The variable current_depth tracks the active nesting level while traversing the string. Every opening parenthesis increases the depth because we are entering a deeper level of nesting. Immediately after incrementing, we compare against max_depth to record the highest level reached so far.
When a closing parenthesis is encountered, we reduce current_depth because one nested level has ended.
Characters such as digits and arithmetic operators are ignored automatically because they do not satisfy either condition.
Since the string is guaranteed to be valid, current_depth never becomes negative during traversal.
Go Solution
func maxDepth(s string) int {
currentDepth := 0
maxDepth := 0
for _, char := range s {
if char == '(' {
currentDepth++
if currentDepth > maxDepth {
maxDepth = currentDepth
}
} else if char == ')' {
currentDepth--
}
}
return maxDepth
}
The Go implementation mirrors the Python solution closely.
Go uses rune values during string iteration with range, so comparisons are made against character literals like '(' and ')'.
No additional data structures are required, and integer overflow is not a concern because the maximum string length is only 100.
Worked Examples
Example 1
Input:
"(1+(2*3)+((8)/4))+1"
| Character | Action | current_depth | max_depth |
|---|---|---|---|
( |
Open parenthesis | 1 | 1 |
1 |
Ignore | 1 | 1 |
+ |
Ignore | 1 | 1 |
( |
Open parenthesis | 2 | 2 |
2 |
Ignore | 2 | 2 |
* |
Ignore | 2 | 2 |
3 |
Ignore | 2 | 2 |
) |
Close parenthesis | 1 | 2 |
+ |
Ignore | 1 | 2 |
( |
Open parenthesis | 2 | 2 |
( |
Open parenthesis | 3 | 3 |
8 |
Ignore | 3 | 3 |
) |
Close parenthesis | 2 | 3 |
/ |
Ignore | 2 | 3 |
4 |
Ignore | 2 | 3 |
) |
Close parenthesis | 1 | 3 |
) |
Close parenthesis | 0 | 3 |
+ |
Ignore | 0 | 3 |
1 |
Ignore | 0 | 3 |
Final answer:
3
Example 2
Input:
"(1)+((2))+(((3)))"
| Character | Action | current_depth | max_depth |
|---|---|---|---|
( |
Open | 1 | 1 |
1 |
Ignore | 1 | 1 |
) |
Close | 0 | 1 |
+ |
Ignore | 0 | 1 |
( |
Open | 1 | 1 |
( |
Open | 2 | 2 |
2 |
Ignore | 2 | 2 |
) |
Close | 1 | 2 |
) |
Close | 0 | 2 |
+ |
Ignore | 0 | 2 |
( |
Open | 1 | 2 |
( |
Open | 2 | 2 |
( |
Open | 3 | 3 |
3 |
Ignore | 3 | 3 |
) |
Close | 2 | 3 |
) |
Close | 1 | 3 |
) |
Close | 0 | 3 |
Final answer:
3
Example 3
Input:
"()(())((()()))"
| Character | Action | current_depth | max_depth |
|---|---|---|---|
( |
Open | 1 | 1 |
) |
Close | 0 | 1 |
( |
Open | 1 | 1 |
( |
Open | 2 | 2 |
) |
Close | 1 | 2 |
) |
Close | 0 | 2 |
( |
Open | 1 | 2 |
( |
Open | 2 | 2 |
( |
Open | 3 | 3 |
) |
Close | 2 | 3 |
( |
Open | 3 | 3 |
) |
Close | 2 | 3 |
) |
Close | 1 | 3 |
) |
Close | 0 | 3 |
Final answer:
3
Complexity Analysis
| Measure | Complexity | Explanation |
|---|---|---|
| Time | O(n) | Each character is processed exactly once |
| Space | O(1) | Only two integer variables are used |
The algorithm performs a single pass through the input string.
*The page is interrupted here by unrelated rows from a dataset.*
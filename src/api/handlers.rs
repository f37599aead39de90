//! HTTP handlers.
//!
//! `PUT/GET/DELETE /v1/{key}` plus a health endpoint. Keys travel in
//! the path, values in the request body. Non-leader requests answer
//! 307 with the leader's public address in `Location`.

use crate::api::AppState;
use crate::core::error::KvError;
use axum::body::Bytes;
use axum::extract::{Path, State};
use axum::http::{header, StatusCode};
use axum::response::{IntoResponse, Response};
use std::sync::Arc;

pub async fn healthz() -> &'static str {
    "tessera up and healthy"
}

pub async fn put_key(
    State(state): State<Arc<AppState>>,
    Path(key): Path<String>,
    body: Bytes,
) -> Response {
    let value = String::from_utf8_lossy(&body).into_owned();
    match state.coordinator.put(key.clone(), value).await {
        Ok(()) => {
            tracing::debug!(key = %key, "put completed");
            StatusCode::CREATED.into_response()
        }
        Err(err) => error_response(err, &key),
    }
}

pub async fn get_key(State(state): State<Arc<AppState>>, Path(key): Path<String>) -> Response {
    match state.coordinator.get(&key).await {
        Ok(value) => {
            tracing::debug!(key = %key, "get completed");
            (StatusCode::OK, value).into_response()
        }
        Err(err) => error_response(err, &key),
    }
}

pub async fn delete_key(State(state): State<Arc<AppState>>, Path(key): Path<String>) -> Response {
    match state.coordinator.delete(key.clone()).await {
        Ok(()) => {
            tracing::debug!(key = %key, "delete completed");
            StatusCode::NO_CONTENT.into_response()
        }
        Err(err) => error_response(err, &key),
    }
}

/// Map a domain error onto the HTTP vocabulary.
fn error_response(err: KvError, key: &str) -> Response {
    match err {
        KvError::KeyTooLarge { .. } | KvError::ValueTooLarge { .. } => {
            (StatusCode::BAD_REQUEST, err.to_string()).into_response()
        }
        KvError::NoSuchKey => StatusCode::NOT_FOUND.into_response(),
        KvError::NotLeader { leader_addr } => {
            let location = format!("{leader_addr}/v1/{key}");
            (
                StatusCode::TEMPORARY_REDIRECT,
                [(header::LOCATION, location)],
            )
                .into_response()
        }
        KvError::NoLeader => {
            (StatusCode::SERVICE_UNAVAILABLE, "no leader available").into_response()
        }
        KvError::CommitTimeout | KvError::ReadTimeout => (
            StatusCode::SERVICE_UNAVAILABLE,
            "request timed out: cluster is busy",
        )
            .into_response(),
        err => {
            tracing::error!(error = %err, "request failed");
            (StatusCode::INTERNAL_SERVER_ERROR, err.to_string()).into_response()
        }
    }
}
Each character requires constant work, so the total runtime grows linearly with the string length.
The memory usage remains constant regardless of input size because no auxiliary data structures are allocated.
Test Cases
solution = Solution()
assert solution.maxDepth("(1+(2*3)+((8)/4))+1") == 3 # mixed operators and nested parentheses
assert solution.maxDepth("(1)+((2))+(((3)))") == 3 # increasing nesting groups
assert solution.maxDepth("()(())((()()))") == 3 # multiple separate nested sections
assert solution.maxDepth("()") == 1 # smallest non-empty valid parentheses
assert solution.maxDepth("(())") == 2 # simple nested structure
assert solution.maxDepth("((()))") == 3 # deeper nesting
assert solution.maxDepth("()()()") == 1 # sequential groups without nesting
assert solution.maxDepth("(((())))") == 4 # deeply nested parentheses
assert solution.maxDepth("(1)+((2*3)/(4-5))") == 2 # operators and digits mixed in
assert solution.maxDepth("1+(2*3)/(2-1)") == 1 # only one nesting level
assert solution.maxDepth("12345") == 0 # no parentheses at all
assert solution.maxDepth("((((((1))))))") == 6 # large nesting depth
| Test | Why |
|---|---|
"(1+(2*3)+((8)/4))+1" |
Validates mixed characters and nested groups |
"(1)+((2))+(((3)))" |
Validates multiple independent nesting depths |
"()(())((()()))" |
Validates combined sequential and nested structures |
"()" |
Smallest valid nested expression |
"(())" |
Basic nested case |
"((()))" |
Multiple levels of nesting |
"()()()" |
Sequential groups should not increase depth |
"(((())))" |
Deep nesting stress case |
"(1)+((2*3)/(4-5))" |
Digits and operators intermixed |
"1+(2*3)/(2-1)" |
Only shallow nesting |
"12345" |
No parentheses at all |
"((((((1))))))" |
Large continuous nesting depth |
Edge Cases
One important edge case is a string with no parentheses at all, such as "12345". A naive implementation might incorrectly assume that at least one parenthesis exists and return 1. The correct answer is 0 because there is no nesting. The implementation handles this naturally because current_depth and max_depth never increase.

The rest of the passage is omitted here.